WHAT TO PRODUCE:
Below are records; give the number of their lines that hold the word "FlowEngineeringManager", and write nothing more.
INFORMATION section start
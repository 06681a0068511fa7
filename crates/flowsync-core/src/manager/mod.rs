// ── Flow engineering manager ──
//
// One manager per managed element. Owns both flow registries, the
// provisioned-flow index and the interface set, and writes every
// successful mutation back to the table store before returning.

pub mod cache;

use std::fmt;
use std::sync::Arc;

use chrono::{DateTime, TimeDelta, Utc};
use serde::Serialize;
use tracing::{debug, info};
use uuid::Uuid;

use crate::config::ManagerOptions;
use crate::error::CoreError;
use crate::message::{ActionType, FlowInfoMessage};
use crate::model::{
    DcfInterfaceIndex, Direction, FlowDirection, Incoming, Outgoing, ProvisionedFlow, UNSET_BITRATE,
};
use crate::store::{
    FlowRegistry, FlowSample, InterfaceSet, ProvisionedFlowRegistry, Teardown, Unregistered,
};
use crate::table::{TableId, TableStore};

pub use cache::ManagerCache;

// ── ConnectionTimeline ───────────────────────────────────────────────

/// Last connect (create) and disconnect (delete) times seen by an element.
#[derive(Debug, Clone, Copy, Default, PartialEq, Eq, Serialize)]
pub struct ConnectionTimeline {
    pub last_connect: Option<DateTime<Utc>>,
    pub last_disconnect: Option<DateTime<Utc>>,
}

impl ConnectionTimeline {
    /// Record a connect; returns the time since the previous disconnect.
    pub fn record_connect(&mut self, at: DateTime<Utc>) -> Option<TimeDelta> {
        self.last_connect = Some(at);
        self.last_disconnect.map(|prev| at - prev)
    }

    /// Record a disconnect; returns the time since the previous connect.
    pub fn record_disconnect(&mut self, at: DateTime<Utc>) -> Option<TimeDelta> {
        self.last_disconnect = Some(at);
        self.last_connect.map(|prev| at - prev)
    }
}

// ── Outcomes ─────────────────────────────────────────────────────────

/// What a provisioning message did.
#[derive(Debug, Clone)]
pub enum ProvisioningOutcome {
    Created(ProvisionedFlow),
    /// Pair torn down by id.
    Deleted(Teardown),
    /// Rows released by transport info; `forgotten` lists pairs that
    /// referenced them.
    Released {
        rx: Option<Unregistered<Incoming>>,
        tx: Option<Unregistered<Outgoing>>,
        forgotten: Vec<ProvisionedFlow>,
    },
}

/// Row counts restored from the table store.
#[derive(Debug, Clone, Copy, Default, PartialEq, Eq, Serialize)]
pub struct LoadSummary {
    pub rx_flows: usize,
    pub tx_flows: usize,
    pub provisioned: usize,
    pub interfaces: usize,
}

// ── Manager ──────────────────────────────────────────────────────────

pub struct FlowEngineeringManager {
    element_id: String,
    options: ManagerOptions,
    store: Arc<dyn TableStore>,
    incoming: FlowRegistry<Incoming>,
    outgoing: FlowRegistry<Outgoing>,
    provisioned: ProvisionedFlowRegistry,
    interfaces: InterfaceSet,
    timeline: ConnectionTimeline,
}

impl fmt::Debug for FlowEngineeringManager {
    fn fmt(&self, f: &mut fmt::Formatter<'_>) -> fmt::Result {
        f.debug_struct("FlowEngineeringManager")
            .field("element_id", &self.element_id)
            .field("rx_flows", &self.incoming.len())
            .field("tx_flows", &self.outgoing.len())
            .field("provisioned", &self.provisioned.len())
            .field("interfaces", &self.interfaces.len())
            .finish_non_exhaustive()
    }
}

impl FlowEngineeringManager {
    /// Empty manager. Call [`load_tables`](Self::load_tables) to restore
    /// persisted state.
    pub fn new(
        element_id: impl Into<String>,
        store: Arc<dyn TableStore>,
        options: ManagerOptions,
    ) -> Self {
        Self {
            element_id: element_id.into(),
            options,
            store,
            incoming: FlowRegistry::new(),
            outgoing: FlowRegistry::new(),
            provisioned: ProvisionedFlowRegistry::new(),
            interfaces: InterfaceSet::new(),
            timeline: ConnectionTimeline::default(),
        }
    }

    pub fn element_id(&self) -> &str {
        &self.element_id
    }

    pub fn options(&self) -> &ManagerOptions {
        &self.options
    }

    pub fn incoming(&self) -> &FlowRegistry<Incoming> {
        &self.incoming
    }

    pub fn outgoing(&self) -> &FlowRegistry<Outgoing> {
        &self.outgoing
    }

    pub fn provisioned(&self) -> &ProvisionedFlowRegistry {
        &self.provisioned
    }

    pub fn interfaces(&self) -> &InterfaceSet {
        &self.interfaces
    }

    pub fn timeline(&self) -> &ConnectionTimeline {
        &self.timeline
    }

    pub(crate) fn timeline_mut(&mut self) -> &mut ConnectionTimeline {
        &mut self.timeline
    }

    // ── Startup ──────────────────────────────────────────────────────

    /// Replay every persisted table into memory. Interfaces are read as
    /// they are; use [`bootstrap_interfaces`](Self::bootstrap_interfaces)
    /// to wait for the host to publish them.
    pub fn load_tables(&mut self) -> Result<LoadSummary, CoreError> {
        let store = Arc::clone(&self.store);
        let rx_flows = self.incoming.load(&store.read(TableId::IncomingFlows)?);
        let tx_flows = self.outgoing.load(&store.read(TableId::OutgoingFlows)?);
        let provisioned = self.provisioned.load(&store.read(TableId::ProvisionedFlows)?);
        let dcf = DcfInterfaceIndex::from_rows(&store.read(TableId::DcfInterfaces)?);
        let interfaces = self.interfaces.load(
            &store.read(TableId::Interfaces)?,
            &dcf,
            self.options.dcf_interface_group,
        );
        // Statistics are derived; persisted counters are not trusted.
        self.interfaces.recompute_stats(&self.incoming, &self.outgoing);

        let summary = LoadSummary {
            rx_flows,
            tx_flows,
            provisioned,
            interfaces,
        };
        info!(element = %self.element_id, ?summary, "tables loaded");
        Ok(summary)
    }

    /// Wait for the configured number of interface rows, then load them.
    pub async fn bootstrap_interfaces(&mut self) -> Result<usize, CoreError> {
        let store = Arc::clone(&self.store);
        let loaded = self
            .interfaces
            .bootstrap(
                store.as_ref(),
                self.options.expected_interfaces,
                self.options.bootstrap_interval,
                self.options.bootstrap_timeout,
                self.options.dcf_interface_group,
            )
            .await?;
        self.sync_interface_statistics()?;
        Ok(loaded)
    }

    // ── Provisioning ─────────────────────────────────────────────────

    /// Apply one provisioning message. Unknown actions are rejected
    /// before anything is touched.
    pub fn handle_message(&mut self, msg: &FlowInfoMessage) -> Result<ProvisioningOutcome, CoreError> {
        let outcome = match &msg.action_type {
            ActionType::Create => ProvisioningOutcome::Created(self.create_provisioned(msg)?),
            ActionType::Delete => match msg.optional_destination_identifier {
                Some(id) => ProvisioningOutcome::Deleted(self.teardown(&id)?),
                None => self.release_by_transport(msg)?,
            },
            ActionType::Other(action) => {
                return Err(CoreError::UnknownAction {
                    action: action.clone(),
                });
            }
        };
        self.sync_all()?;
        Ok(outcome)
    }

    fn create_provisioned(&mut self, msg: &FlowInfoMessage) -> Result<ProvisionedFlow, CoreError> {
        let id = match msg.optional_destination_identifier {
            Some(id) => id,
            None => self.pair_for(msg).unwrap_or_else(Uuid::new_v4),
        };
        let flow = self.provisioned.create(
            id,
            &msg.incoming_info(),
            &msg.outgoing_info(),
            &mut self.incoming,
            &mut self.outgoing,
            self.options.ignore_destination_port,
        )?;
        info!(
            element = %self.element_id,
            %id,
            rx = %flow.rx_instance,
            tx = %flow.tx_instance,
            "provisioned flow created"
        );
        Ok(flow)
    }

    // Id of an existing pair over the same rows, so a retried id-less
    // Create lands on the pair it created the first time.
    fn pair_for(&self, msg: &FlowInfoMessage) -> Option<Uuid> {
        let ignore = self.options.ignore_destination_port;
        let rx_key = FlowRegistry::<Incoming>::provisioning_key(&msg.incoming_info(), ignore).ok()?;
        let tx_key = FlowRegistry::<Outgoing>::provisioning_key(&msg.outgoing_info(), ignore).ok()?;
        self.provisioned.find_pair(&rx_key, &tx_key).map(|p| p.id)
    }

    fn teardown(&mut self, id: &Uuid) -> Result<Teardown, CoreError> {
        let teardown = self
            .provisioned
            .delete(id, &mut self.incoming, &mut self.outgoing)?;
        info!(
            element = %self.element_id,
            %id,
            rx_removed = teardown.rx.as_ref().is_some_and(Unregistered::is_removed),
            tx_removed = teardown.tx.as_ref().is_some_and(Unregistered::is_removed),
            "provisioned flow deleted"
        );
        Ok(teardown)
    }

    fn release_by_transport(&mut self, msg: &FlowInfoMessage) -> Result<ProvisioningOutcome, CoreError> {
        let rx_info = msg.incoming_info();
        let tx_info = msg.outgoing_info();
        let ignore = self.options.ignore_destination_port;
        let ip = rx_info.require_ip()?;
        let rx_key = Incoming::instance_key(ip, &rx_info.interface, ignore);
        let tx_key = Outgoing::instance_key(ip, &tx_info.interface, ignore);

        let rx = self.incoming.unregister_from_provisioning(&rx_info, ignore)?;
        let tx = self.outgoing.unregister_from_provisioning(&tx_info, ignore)?;

        // Partners of a forgotten pair that were not part of this release
        // lose their cross reference.
        let forgotten = self.provisioned.forget_referencing(&rx_key, &tx_key);
        for pair in &forgotten {
            if pair.rx_instance != rx_key {
                self.incoming.set_foreign_key(&pair.rx_instance, "");
            }
            if pair.tx_instance != tx_key {
                self.outgoing.set_foreign_key(&pair.tx_instance, "");
            }
        }

        info!(
            element = %self.element_id,
            rx = %rx_key,
            tx = %tx_key,
            forgotten = forgotten.len(),
            "flows released by transport info"
        );
        Ok(ProvisioningOutcome::Released { rx, tx, forgotten })
    }

    // ── Operator triggers ────────────────────────────────────────────

    /// Operator edit of an expected bitrate. Negative values clear the
    /// expectation. `Ok(false)` when the row does not exist. Locally owned
    /// rows accept the edit too.
    pub fn update_expected_bitrate(
        &mut self,
        direction: Direction,
        instance: &str,
        expected: f64,
    ) -> Result<bool, CoreError> {
        if !expected.is_finite() {
            return Err(CoreError::validation(format!(
                "expected bitrate must be finite, got {expected}"
            )));
        }
        let expected = if expected < 0.0 { UNSET_BITRATE } else { expected };
        let tolerance = self.options.bitrate_tolerance_pct;

        let updated = match direction {
            Direction::Rx => self.incoming.set_expected_bitrate(instance, expected, tolerance),
            Direction::Tx => self.outgoing.set_expected_bitrate(instance, expected, tolerance),
        };
        if !updated {
            debug!(%direction, instance, "expected bitrate edit for unknown row ignored");
            return Ok(false);
        }

        match direction {
            Direction::Rx => self.incoming.sync_statistics_only(self.store.as_ref())?,
            Direction::Tx => self.outgoing.sync_statistics_only(self.store.as_ref())?,
        }
        self.sync_interface_statistics()?;
        Ok(true)
    }

    /// Operator delete of a single row. `Ok(false)` when it does not exist.
    pub fn delete_flow(&mut self, direction: Direction, instance: &str) -> Result<bool, CoreError> {
        let removed = match direction {
            Direction::Rx => self.incoming.remove(instance),
            Direction::Tx => self.outgoing.remove(instance),
        };
        if !removed {
            debug!(%direction, instance, "delete for unknown row ignored");
            return Ok(false);
        }

        match direction {
            Direction::Rx => self.incoming.sync(self.store.as_ref(), true)?,
            Direction::Tx => self.outgoing.sync(self.store.as_ref(), true)?,
        }
        self.sync_interface_statistics()?;
        Ok(true)
    }

    /// Operator delete of a provisioned pair; `NotFound` for unknown ids.
    pub fn delete_provisioned_flow(&mut self, id: &Uuid) -> Result<Teardown, CoreError> {
        let teardown = self.teardown(id)?;
        self.sync_all()?;
        Ok(teardown)
    }

    // ── Discovery ────────────────────────────────────────────────────

    /// Merge one discovery pass for both directions and re-evaluate
    /// bitrate status. Structural changes trigger a full sync.
    pub fn refresh_statistics(
        &mut self,
        rx_samples: &[FlowSample],
        tx_samples: &[FlowSample],
    ) -> Result<(), CoreError> {
        let tolerance = self.options.bitrate_tolerance_pct;
        let rx = self.incoming.apply_observations(rx_samples);
        let tx = self.outgoing.apply_observations(tx_samples);
        self.incoming.refresh_statuses(tolerance);
        self.outgoing.refresh_statuses(tolerance);

        debug!(
            element = %self.element_id,
            rx_created = rx.created.len(),
            rx_pruned = rx.pruned.len(),
            tx_created = tx.created.len(),
            tx_pruned = tx.pruned.len(),
            "discovery merged"
        );

        if rx.changed_rows() || tx.changed_rows() {
            self.sync_all()
        } else {
            let store = self.store.as_ref();
            self.incoming.sync_statistics_only(store)?;
            self.outgoing.sync_statistics_only(store)?;
            self.sync_interface_statistics()
        }
    }

    // ── Sync ─────────────────────────────────────────────────────────

    fn sync_all(&mut self) -> Result<(), CoreError> {
        let store = self.store.as_ref();
        self.incoming.sync(store, true)?;
        self.outgoing.sync(store, true)?;
        self.provisioned.sync(store)?;
        self.sync_interface_statistics()
    }

    fn sync_interface_statistics(&mut self) -> Result<(), CoreError> {
        self.interfaces.recompute_stats(&self.incoming, &self.outgoing);
        self.interfaces.sync_statistics(self.store.as_ref())
    }
}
INFORMATION section end
RESULT BELOW:
4